Friday, June 9, 2023

Rundle (3) Baylor Regional Park. A Cross Country Rundle

Who like me, detested cross country at school? It was the winter athletic sport/method of torture, of choice when I was being educated. Running across fields, up and down hills, through farmyards, slipping and sliding in the mud. 

Ugh. Then why do I find myself looking forward to this run at Baylor Regional Park forty years later?

Mainly because it’s not cold wet and muddy. I have run my fair share of marathons on trails. Approximately 24 of the 26.2 miles of The Whistlestop marathon in Ashland, WI are on old railroad track bed, not unlike the surface at the park. I’ve run that event in the snow. I have cold weather running gear, when needed. Cross Country holds no fears for me now.

Since I learned to cross country ski earlier this year, I have spent quite a bit of time on the trails in the park getting the hang of the sport, and I love it. There’s five miles of trail here, and as that was what my training plan called for. That was what I decided to do. Run the trails that I have ski’d and snowshoe’d.

It didn’t look like this the last time I was here
Of course, everything looks totally different at the end of spring compared to the bleak midwinter when I was here skiing last. Where I felt I should run turned out to be an RV pitch, and a fire pit had appeared from nowhere. But once I got out of the camp site it was plain sailing.

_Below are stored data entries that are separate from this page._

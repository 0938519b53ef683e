//! Authentication service for user accounts and JWT handling
//!
//! Provides:
//! - User registration and login
//! - Password hashing with bcrypt
//! - Access token issuing and validation
//! - Resolution of request credentials into an [`Actor`]

use anyhow::anyhow;
use chrono::{Duration, Utc};
use jsonwebtoken::{Algorithm, DecodingKey, EncodingKey, Header, Validation, decode, encode};
use serde::{Deserialize, Serialize};

use crate::config::Config;
use crate::db::{CreateUser, Database, UserRecord};
use crate::error::{ApiError, ApiResult};

use super::validation::validate_credentials;

// ============================================================================
// JWT Claims
// ============================================================================

/// Claims carried by an access token
#[derive(Debug, Clone, Serialize, Deserialize)]
pub struct AccessTokenClaims {
    /// User ID
    pub id: i64,
    /// Issued at timestamp
    pub iat: i64,
    /// Expiration timestamp
    pub exp: i64,
}

// ============================================================================
// Request identity
// ============================================================================

/// What the client sent in its `Authorization` header
#[derive(Debug, Clone, Default, PartialEq, Eq)]
pub enum Credentials {
    #[default]
    Missing,
    /// Present but not of the form `Bearer <token>`
    Malformed,
    Bearer(String),
}

impl Credentials {
    pub fn from_header(value: Option<&str>) -> Self {
        let Some(value) = value else {
            return Self::Missing;
        };

        let words: Vec<&str> = value.split(' ').collect();
        match words.as_slice() {
            ["Bearer", token] => Self::Bearer((*token).to_string()),
            _ => Self::Malformed,
        }
    }
}

/// An authenticated user acting on a request
#[derive(Debug, Clone, PartialEq, Eq)]
pub struct Actor {
    pub id: i64,
    pub username: String,
    pub is_superuser: bool,
}

impl From<UserRecord> for Actor {
    fn from(user: UserRecord) -> Self {
        Self {
            id: user.id,
            username: user.username,
            is_superuser: user.is_superuser,
        }
    }
}

impl Actor {
    /// Upgrade to the superuser capability
    pub fn into_superuser(self) -> ApiResult<Superuser> {
        if self.is_superuser {
            Ok(Superuser(self))
        } else {
            Err(ApiError::NotSuperuser)
        }
    }
}

/// Proof that the acting user is a superuser. Only obtainable via
/// [`Actor::into_superuser`].
#[derive(Debug, Clone)]
pub struct Superuser(Actor);

impl Superuser {
    pub fn actor(&self) -> &Actor {
        &self.0
    }
}

/// Result of register or login
#[derive(Debug, Clone)]
pub struct LoginResult {
    pub user: UserRecord,
    pub access_token: String,
}

// ============================================================================
// Configuration
// ============================================================================

/// Auth service configuration
#[derive(Debug, Clone)]
pub struct AuthConfig {
    /// JWT signing secret
    pub jwt_secret: String,
    /// Access token lifetime in seconds (default: 15 minutes)
    pub access_token_lifetime: i64,
    /// Bcrypt cost factor (default: 12)
    pub bcrypt_cost: u32,
}

impl From<&Config> for AuthConfig {
    fn from(config: &Config) -> Self {
        Self {
            jwt_secret: config.jwt_secret.clone(),
            access_token_lifetime: config.access_token_lifetime,
            bcrypt_cost: config.bcrypt_cost,
        }
    }
}

// ============================================================================
// Auth Service
// ============================================================================

#[derive(Clone)]
pub struct AuthService {
    db: Database,
    config: AuthConfig,
}

impl AuthService {
    pub fn new(db: Database, config: AuthConfig) -> Self {
        Self { db, config }
    }

    /// Register a new user and log them in
    pub async fn register(
        &self,
        username: &str,
        password: &str,
        is_superuser: bool,
    ) -> ApiResult<LoginResult> {
        validate_credentials(username, password)?;

        let password_hash = self.hash_password(password).await?;
        let user = self
            .db
            .users()
            .create(CreateUser {
                username: username.to_string(),
                password_hash,
                is_superuser,
            })
            .await
            .map_err(ApiError::from_write)?;

        tracing::info!(user_id = user.id, is_superuser, "User registered");

        let access_token = self.issue_token(user.id)?;
        Ok(LoginResult { user, access_token })
    }

    /// Check a username/password pair and issue a token
    pub async fn login(
        &self,
        username: &str,
        password: &str,
        superuser_required: bool,
    ) -> ApiResult<LoginResult> {
        validate_credentials(username, password)?;

        let user = self
            .db
            .users()
            .get_by_username(username)
            .await?
            .ok_or(ApiError::UserNotFound)?;

        if !self.verify_password(password, &user.password_hash).await? {
            tracing::debug!(user_id = user.id, "Rejected login with wrong password");
            return Err(ApiError::PasswordIncorrect);
        }
        if superuser_required && !user.is_superuser {
            return Err(ApiError::NotSuperuser);
        }

        tracing::info!(user_id = user.id, "User logged in");

        let access_token = self.issue_token(user.id)?;
        Ok(LoginResult { user, access_token })
    }

    /// Resolve request credentials to the user they belong to
    pub async fn authenticate(&self, credentials: &Credentials) -> ApiResult<Actor> {
        let token = match credentials {
            Credentials::Missing => return Err(ApiError::NoAuthorization),
            Credentials::Malformed => return Err(ApiError::InvalidHeader),
            Credentials::Bearer(token) => token,
        };

        let claims = self.decode_token(token)?;
        let user = self
            .db
            .users()
            .get_by_id(claims.id)
            .await?
            .ok_or(ApiError::NoAuthorization)?;

        Ok(Actor::from(user))
    }

    /// Sign an access token for `user_id`
    pub fn issue_token(&self, user_id: i64) -> ApiResult<String> {
        let now = Utc::now();
        let claims = AccessTokenClaims {
            id: user_id,
            iat: now.timestamp(),
            exp: (now + Duration::seconds(self.config.access_token_lifetime)).timestamp(),
        };

        let token = encode(
            &Header::new(Algorithm::HS256),
            &claims,
            &EncodingKey::from_secret(self.config.jwt_secret.as_bytes()),
        )
        .map_err(|e| anyhow!("Failed to create access token: {}", e))?;

        Ok(token)
    }

    /// Decode and validate an access token
    pub fn decode_token(&self, token: &str) -> ApiResult<AccessTokenClaims> {
        let mut validation = Validation::new(Algorithm::HS256);
        validation.validate_exp = true;
        validation.leeway = 0;

        let token_data = decode::<AccessTokenClaims>(
            token,
            &DecodingKey::from_secret(self.config.jwt_secret.as_bytes()),
            &validation,
        )
        .map_err(|e| {
            tracing::debug!(error = %e, "JWT verification failed");
            ApiError::JwtDecodeError
        })?;

        Ok(token_data.claims)
    }

    // ========================================================================
    // Helper Methods
    // ========================================================================

    /// Hash a password with bcrypt off the async runtime
    async fn hash_password(&self, password: &str) -> ApiResult<String> {
        let password = password.to_string();
        let cost = self.config.bcrypt_cost;

        let hashed = tokio::task::spawn_blocking(move || bcrypt::hash(password, cost))
            .await
            .map_err(|e| anyhow!("Password hashing task failed: {}", e))?
            .map_err(|e| anyhow!("Failed to hash password: {}", e))?;

        Ok(hashed)
    }

    async fn verify_password(&self, password: &str, hash: &str) -> ApiResult<bool> {
        let password = password.to_string();
        let hash = hash.to_string();

        let valid = tokio::task::spawn_blocking(move || bcrypt::verify(password, &hash))
            .await
            .map_err(|e| anyhow!("Password verification task failed: {}", e))?
            .map_err(|e| anyhow!("Failed to verify password: {}", e))?;

        Ok(valid)
    }
}

#[cfg(test)]
mod tests {
    use super::*;
    use assert_matches::assert_matches;
    use pretty_assertions::assert_eq;

    async fn service() -> AuthService {
        let db = Database::connect_in_memory().await.unwrap();
        AuthService::new(
            db,
            AuthConfig {
                jwt_secret: "test-secret".to_string(),
                access_token_lifetime: 900,
                bcrypt_cost: 4,
            },
        )
    }

    #[test]
    fn test_credentials_from_header() {
        assert_eq!(Credentials::from_header(None), Credentials::Missing);
        assert_eq!(
            Credentials::from_header(Some("Bearer abc.def")),
            Credentials::Bearer("abc.def".to_string())
        );
        assert_eq!(Credentials::from_header(Some("abc.def")), Credentials::Malformed);
        assert_eq!(Credentials::from_header(Some("Basic abc")), Credentials::Malformed);
        assert_eq!(
            Credentials::from_header(Some("Bearer  abc")),
            Credentials::Malformed
        );
        assert_eq!(Credentials::from_header(Some("bearer abc")), Credentials::Malformed);
    }

    #[tokio::test]
    async fn test_register_then_login() {
        let auth = service().await;

        let registered = auth.register("alice", "secret", false).await.unwrap();
        assert_eq!(registered.user.username, "alice");
        assert_ne!(registered.user.password_hash, "secret");

        let logged_in = auth.login("alice", "secret", false).await.unwrap();
        assert_eq!(logged_in.user.id, registered.user.id);

        let actor = auth
            .authenticate(&Credentials::Bearer(logged_in.access_token))
            .await
            .unwrap();
        assert_eq!(actor.username, "alice");
        assert!(!actor.is_superuser);
    }

    #[tokio::test]
    async fn test_register_errors() {
        let auth = service().await;

        assert_matches!(auth.register("", "secret", false).await, Err(ApiError::Invalid));
        assert_matches!(auth.register("bob", "abc", false).await, Err(ApiError::Invalid));

        auth.register("bob", "secret", false).await.unwrap();
        assert_matches!(
            auth.register("bob", "other-secret", true).await,
            Err(ApiError::Conflict)
        );
    }

    #[tokio::test]
    async fn test_login_errors() {
        let auth = service().await;
        auth.register("carol", "secret", false).await.unwrap();

        assert_matches!(
            auth.login("nobody", "secret", false).await,
            Err(ApiError::UserNotFound)
        );
        assert_matches!(
            auth.login("carol", "wrong!", false).await,
            Err(ApiError::PasswordIncorrect)
        );
        assert_matches!(
            auth.login("carol", "secret", true).await,
            Err(ApiError::NotSuperuser)
        );
    }

    #[tokio::test]
    async fn test_authenticate_errors() {
        let auth = service().await;

        assert_matches!(
            auth.authenticate(&Credentials::Missing).await,
            Err(ApiError::NoAuthorization)
        );
        assert_matches!(
            auth.authenticate(&Credentials::Malformed).await,
            Err(ApiError::InvalidHeader)
        );
        assert_matches!(
            auth.authenticate(&Credentials::Bearer("garbage".to_string())).await,
            Err(ApiError::JwtDecodeError)
        );

        // well-formed token for a user that does not exist
        let token = auth.issue_token(4242).unwrap();
        assert_matches!(
            auth.authenticate(&Credentials::Bearer(token)).await,
            Err(ApiError::NoAuthorization)
        );
    }

    #[tokio::test]
    async fn test_expired_token_is_rejected() {
        let mut auth = service().await;
        auth.config.access_token_lifetime = -60;

        let token = auth.issue_token(1).unwrap();
        assert_matches!(auth.decode_token(&token), Err(ApiError::JwtDecodeError));
    }

    #[tokio::test]
    async fn test_token_signed_with_other_secret_is_rejected() {
        let auth = service().await;
        let mut other = auth.clone();
        other.config.jwt_secret = "other-secret".to_string();

        let token = other.issue_token(1).unwrap();
        assert_matches!(auth.decode_token(&token), Err(ApiError::JwtDecodeError));
    }

    #[test]
    fn test_superuser_capability() {
        let actor = Actor {
            id: 1,
            username: "root".to_string(),
            is_superuser: true,
        };
        let superuser = actor.clone().into_superuser().unwrap();
        assert_eq!(superuser.actor(), &actor);

        let plain = Actor {
            is_superuser: false,
            ..actor
        };
        assert_matches!(plain.into_superuser(), Err(ApiError::NotSuperuser));
    }
}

The scenery was a beautiful as it was in the winter.

Nicely compacted limestone trail, comfy on the legs.
The trail heads off into the distance

I easily found the section of the trail where I had embarrassingly fallen going uphill, because my skiing skills were no match for the gradient. Another spot I recalled because it was where I fell and lost track of one of my ski’s as it sped off into the undergrowth.

The oddest thing I saw on the trail were the brushwood teepee’s in a couple of clearings in the woods. Why they were there is a mystery. It was an interesting sight to cogitate on as I jogged around the trail.

Teepee 1.
Teepee 2.
I left the woods behind and skirted Eagle Lake, the swimming beach was deserted. A few swans in the distance were pretty much the sum total of the wildlife I saw on the run. 
No swimmers today
The Observatory
One thing worth recording on the run is the Minnesota Astronomical Society’s Onan (Eagle Lake) Observatory. The M.A.S. is one of the largest astronomy societies in the USA. The observatory is sometimes open at night for star parties when you can use their telescopes to view the cosmos.
With that I headed back to the car. My Garmin came up slightly short on the distance, so I did a lap of the parking lot to bring up five miles. A relaxing run in lovely scenery. Nothing could be finer. What’s next?